Ashram life is not for the faint hearted and a
week at Parmath Niketan Ashram was enough
to send my ego packing or maybe it just
drowned in the Ganges where I, like thousands
others bathed each day in this river that rushes
forth from the Himalayas and purifies all who
bath in it, giving life, carrying purity, bliss
and liberation. Parmath is known for it’s very
famous Sunset Ganga Aarti Ceremony and
draws between hundred and thousands of
visitors each day including a recent visit from
Prince Charles and Camilla. The power of the
Aarti transcends the borders and boundaries
of laungauage, culture and religion and dives
straight into one’s heart, carrying one to
heaven. The divine light ceremony is filled
with song, prayer, rityual and a palpable sense
of the divine. Aarti is the beautiful ceremony
in which dias (oil lamps) are offered to God,
the essence of the ceremony, is that all day
long God offeres us light – the light of the sun,
the light of life, and the light of his blessings.

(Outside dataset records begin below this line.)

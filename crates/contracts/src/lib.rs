//! # Contracts
//!
//! Frozen interface contracts shared by every llog crate: the severity scale,
//! the sink interface, the override policy and the logger configuration.
//! All other crates depend on this crate, reverse dependencies are prohibited.
//!
//! ## Emission rule
//! A message is emitted iff
//! `(debug build || public || override present) && severity <= threshold`.

mod error;
mod location;
mod logger_config;
mod policy;
mod severity;
mod sink;

pub use error::*;
pub use location::CallerLocation;
pub use logger_config::*;
pub use policy::*;
pub use severity::*;
pub use sink::*;
//! ConsoleSink - plain line output, also the dispatcher's fallback

use std::io::{self, Stdout, Write};
use std::sync::{Mutex, PoisonError};

use contracts::{ContractError, LogRecord, LogSink};

/// Writes the formatted statement, one per line, to a writer
///
/// Only the statement is written; class, subsystem and category are dropped,
/// the same way a bare `print` would.
pub struct ConsoleSink<W = Stdout> {
    name: String,
    writer: Mutex<W>,
}

impl ConsoleSink<Stdout> {
    /// Sink writing to the process's standard output
    pub fn stdout() -> Self {
        Self::new("stdout", io::stdout())
    }
}

impl<W: Write + Send> ConsoleSink<W> {
    pub fn new(name: impl Into<String>, writer: W) -> Self {
        Self {
            name: name.into(),
            writer: Mutex::new(writer),
        }
    }

    /// Consume the sink and return the writer
    pub fn into_inner(self) -> W {
        self.writer
            .into_inner()
            .unwrap_or_else(PoisonError::into_inner)
    }
}

impl<W: Write + Send> LogSink for ConsoleSink<W> {
    fn name(&self) -> &str {
        &self.name
    }

    fn emit(&self, record: &LogRecord) -> Result<(), ContractError> {
        let mut writer = self.writer.lock().unwrap_or_else(PoisonError::into_inner);
        writeln!(writer, "{}", record.message)?;
        writer.flush()?;
        Ok(())
    }
}
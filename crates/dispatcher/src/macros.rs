//! `llog!` - format-style front end for [`LogDispatcher::log`](crate::LogDispatcher::log)
//!
//! ```ignore
//! use dispatcher::{llog, Severity};
//!
//! llog!(logger, "loaded {} items", count);
//! llog!(logger, Severity::Success, "saved {}", path);
//! llog!(logger, public Severity::Error, "upload failed: {}", err);
//! ```
//!
//! The caller's file and line are those of the macro invocation.

#[macro_export]
macro_rules! llog {
    ($logger:expr, public $severity:expr, $($arg:tt)+) => {
        $logger.log(
            &::std::format!($($arg)+),
            $crate::LogRequest::at($severity).public(true),
        )
    };
    ($logger:expr, $fmt:literal $(, $arg:expr)* $(,)?) => {
        $logger.log(
            &::std::format!($fmt $(, $arg)*),
            $crate::LogRequest::new(),
        )
    };
    ($logger:expr, $severity:expr, $($arg:tt)+) => {
        $logger.log(
            &::std::format!($($arg)+),
            $crate::LogRequest::at($severity),
        )
    };
}
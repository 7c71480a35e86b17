//! Sink implementations
//!
//! Contains TracingSink, SyslogSink (unix), ConsoleSink, MemorySink and
//! UnavailableSink.

mod console;
mod memory;
#[cfg(unix)]
mod syslog;
mod tracing_sink;
mod unavailable;

pub use self::console::ConsoleSink;
pub use self::memory::MemorySink;
#[cfg(unix)]
pub use self::syslog::SyslogSink;
pub use self::tracing_sink::TracingSink;
pub use self::unavailable::UnavailableSink;
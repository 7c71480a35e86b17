//! Per-dispatcher counters

use std::sync::atomic::{AtomicU64, Ordering};

use crate::dispatcher::SuppressReason;

/// Counters for a single dispatcher
#[derive(Debug, Default)]
pub struct DispatchMetrics {
    /// Records accepted by the configured sink
    emitted: AtomicU64,
    /// Records written to standard output instead
    fallback: AtomicU64,
    /// Sink errors (each one is followed by a fallback attempt)
    sink_failures: AtomicU64,
    /// Records lost because the fallback failed too
    dropped: AtomicU64,
    /// Messages stopped by the production gate
    suppressed_gated: AtomicU64,
    /// Messages more verbose than the threshold
    suppressed_threshold: AtomicU64,
}

impl DispatchMetrics {
    pub fn new() -> Self {
        Self::default()
    }

    pub fn emitted(&self) -> u64 {
        self.emitted.load(Ordering::Relaxed)
    }

    pub fn inc_emitted(&self) {
        self.emitted.fetch_add(1, Ordering::Relaxed);
    }

    pub fn fallback(&self) -> u64 {
        self.fallback.load(Ordering::Relaxed)
    }

    pub fn inc_fallback(&self) {
        self.fallback.fetch_add(1, Ordering::Relaxed);
    }

    pub fn sink_failures(&self) -> u64 {
        self.sink_failures.load(Ordering::Relaxed)
    }

    pub fn inc_sink_failures(&self) {
        self.sink_failures.fetch_add(1, Ordering::Relaxed);
    }

    pub fn dropped(&self) -> u64 {
        self.dropped.load(Ordering::Relaxed)
    }

    pub fn inc_dropped(&self) {
        self.dropped.fetch_add(1, Ordering::Relaxed);
    }

    /// Count a suppression; `NoError` is not a suppression of a message and
    /// is ignored.
    pub fn inc_suppressed(&self, reason: SuppressReason) {
        let counter = match reason {
            SuppressReason::ProductionGate => &self.suppressed_gated,
            SuppressReason::AboveThreshold => &self.suppressed_threshold,
            SuppressReason::NoError => return,
        };
        counter.fetch_add(1, Ordering::Relaxed);
    }

    /// Get snapshot of all counters
    pub fn snapshot(&self) -> MetricsSnapshot {
        MetricsSnapshot {
            emitted: self.emitted(),
            fallback: self.fallback(),
            sink_failures: self.sink_failures(),
            dropped: self.dropped(),
            suppressed_gated: self.suppressed_gated.load(Ordering::Relaxed),
            suppressed_threshold: self.suppressed_threshold.load(Ordering::Relaxed),
        }
    }
}

/// Snapshot of dispatcher counters (for reporting)
#[derive(Debug, Clone, Copy, Default, PartialEq, Eq)]
pub struct MetricsSnapshot {
    pub emitted: u64,
    pub fallback: u64,
    pub sink_failures: u64,
    pub dropped: u64,
    pub suppressed_gated: u64,
    pub suppressed_threshold: u64,
}

impl MetricsSnapshot {
    /// Messages that reached any output
    pub fn delivered(&self) -> u64 {
        self.emitted + self.fallback
    }

    pub fn suppressed(&self) -> u64 {
        self.suppressed_gated + self.suppressed_threshold
    }
}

Aarti is the time to say thank you and we offer
back the light of our thank you, the light of our
love and devotion. It is time to break free from
the normal stresses and strains of everyday
life and gather together in joy, reverence and
peace.
As the week drew to a close, I began to see
my own truth so very clearly. I understood
that our life is not about sitting around doing
nothing, swimming on the banks of the river,
meditating, being, just surviving and that a
life of poverty and renunciation is not what
God intended for all of us. We are not here to
beg for our livelihood but to create it by using
the talent with which we have been endowed,
the question is how do we bring the ways of
the East together with the West so that our
lives have both meaning and material success
and in India answers are always found in the
most unlikeliest of places and little did I know
that finding bliss would be as easy as a 45
minute ride to Ananda Spa in the Himalayan
Mountains. Living the holy life just got a whole
lot better.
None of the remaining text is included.